6. Quais são os tipos de vacina contra o HPV disponíveis no Brasil?
No SUS, é utilizada a vacina quadrivalente, que protege contra os tipos 6, 11, 16 e 18 do HPV. Na rede privada, a vacina nonavalente oferece cobertura ampliada para mais tipos do vírus, incluindo aqueles associados ao maior risco de câncer.
7. A vacina contra o HPV é segura?
Sim. A vacina não contém vírus vivo nem DNA do vírus, por isso não causa câncer nem doenças relacionadas ao HPV. Trata-se de uma vacina segura, desenvolvida para prevenir a infecção pelos tipos mais perigosos do vírus.
8. A vacina contra o HPV trata infecções ou doenças já existentes?
Não. A vacina contra o HPV não trata infecções já existentes nem doenças causadas pelo vírus. Seu papel é preventivo, impedindo a infecção pelos tipos de HPV mais associados ao desenvolvimento de câncer.
9. Quem já se vacinou contra o HPV precisa continuar fazendo exames preventivos?
Sim. A vacina não substitui o Papanicolau nem outros exames preventivos. Mesmo após a vacinação, o rastreamento continua sendo fundamental para identificar alterações precoces no colo do útero.
10. A vacina sozinha é suficiente para prevenir o câncer do colo do útero?
A prevenção mais eficaz combina vacinação, rastreamento regular e informação de qualidade. O uso de preservativo reduz o risco de transmissão do HPV, mas não oferece proteção total, pois não cobre toda a pele genital. Por isso, a estratégia mais robusta envolve ações integradas de prevenção e cuidado.
11. Pacientes com câncer de colo do útero em tratamento ou já tratadas podem receber a vacina contra o HPV?
Sim. Pacientes com diagnóstico atual ou prévio de câncer de colo do útero podem e devem receber a vacina contra o HPV, desde que não haja contraindicação clínica específica.

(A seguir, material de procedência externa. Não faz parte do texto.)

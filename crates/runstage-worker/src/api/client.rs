//! HTTP client for the external API

use crate::api::{endpoints, PipelineApi};
use crate::config::ApiConfig;
use crate::error::{PipelineError, PipelineResult};
use async_trait::async_trait;
use reqwest::{multipart, Client, RequestBuilder, Response};
use runstage_common::types::{Batch, Dataset, DatasetState, NewBatch};
use serde::de::DeserializeOwned;
use serde_json::{json, Value};
use std::path::Path;
use std::time::Duration;
use tracing::{debug, instrument};

/// reqwest-backed [`PipelineApi`]
#[derive(Clone)]
pub struct HttpPipelineApi {
    client: Client,
    base_url: String,
    token: Option<String>,
}

impl HttpPipelineApi {
    pub fn new(config: &ApiConfig) -> PipelineResult<Self> {
        let client = Client::builder()
            .timeout(Duration::from_secs(config.timeout_secs))
            .build()?;

        Ok(Self {
            client,
            base_url: config.url.trim_end_matches('/').to_string(),
            token: config.token.clone(),
        })
    }

    pub fn base_url(&self) -> &str {
        &self.base_url
    }

    fn authorized(&self, request: RequestBuilder) -> RequestBuilder {
        match &self.token {
            Some(token) => request.bearer_auth(token),
            None => request,
        }
    }

    async fn send(&self, request: RequestBuilder) -> PipelineResult<Response> {
        let response = self.authorized(request).send().await?;
        let status = response.status();

        if status.is_success() {
            return Ok(response);
        }

        let message = response.text().await.unwrap_or_default();
        Err(PipelineError::Api {
            status: status.as_u16(),
            message,
        })
    }

    async fn send_json<T: DeserializeOwned>(&self, request: RequestBuilder) -> PipelineResult<T> {
        Ok(self.send(request).await?.json().await?)
    }
}

#[async_trait]
impl PipelineApi for HttpPipelineApi {
    #[instrument(skip(self))]
    async fn get_batch(&self, id: &str) -> PipelineResult<Batch> {
        self.send_json(self.client.get(endpoints::batch_url(&self.base_url, id)))
            .await
    }

    #[instrument(skip(self))]
    async fn get_dataset(&self, id: &str) -> PipelineResult<Dataset> {
        self.send_json(self.client.get(endpoints::dataset_url(&self.base_url, id)))
            .await
    }

    #[instrument(skip(self, fields))]
    async fn update_batch(&self, id: &str, fields: Value) -> PipelineResult<()> {
        debug!(fields = %fields, "Updating batch");
        self.send(
            self.client
                .patch(endpoints::batch_url(&self.base_url, id))
                .json(&fields),
        )
        .await?;
        Ok(())
    }

    #[instrument(skip(self))]
    async fn add_state_to_dataset(&self, id: &str, state: DatasetState) -> PipelineResult<()> {
        self.send(
            self.client
                .post(endpoints::dataset_states_url(&self.base_url, id))
                .json(&json!({ "state": state })),
        )
        .await?;
        Ok(())
    }

    #[instrument(skip(self))]
    async fn upload_report(&self, id: &str, report: &Path) -> PipelineResult<()> {
        let bytes = tokio::fs::read(report).await?;
        let file_name = report
            .file_name()
            .map(|n| n.to_string_lossy().into_owned())
            .unwrap_or_else(|| "report.html".to_string());

        let part = multipart::Part::bytes(bytes)
            .file_name(file_name)
            .mime_str("text/html")?;
        let form = multipart::Form::new().part("report", part);

        self.send(
            self.client
                .put(endpoints::batch_report_url(&self.base_url, id))
                .multipart(form),
        )
        .await?;
        Ok(())
    }

    #[instrument(skip(self, batch), fields(name = %batch.name))]
    async fn create_batch(&self, batch: &NewBatch) -> PipelineResult<Batch> {
        self.send_json(
            self.client
                .post(endpoints::batches_url(&self.base_url))
                .json(batch),
        )
        .await
    }

    #[instrument(skip(self))]
    async fn get_all_batches(&self) -> PipelineResult<Vec<Batch>> {
        self.send_json(self.client.get(endpoints::batches_url(&self.base_url)))
            .await
    }
}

A vacina não trata o câncer já existente, mas ela pode proteger contra outros subtipos de HPV aos quais a paciente não tenha sido previamente exposta; reduzir o risco de reinfecção e possivelmente diminuir a ocorrência de novas lesões precursoras associadas ao HPV. A decisão deve ser individualizada, considerando idade, estado imunológico e acesso à vacina. A vacinação não substitui o seguimento oncológico regular, que deve ser mantido conforme as diretrizes vigentes.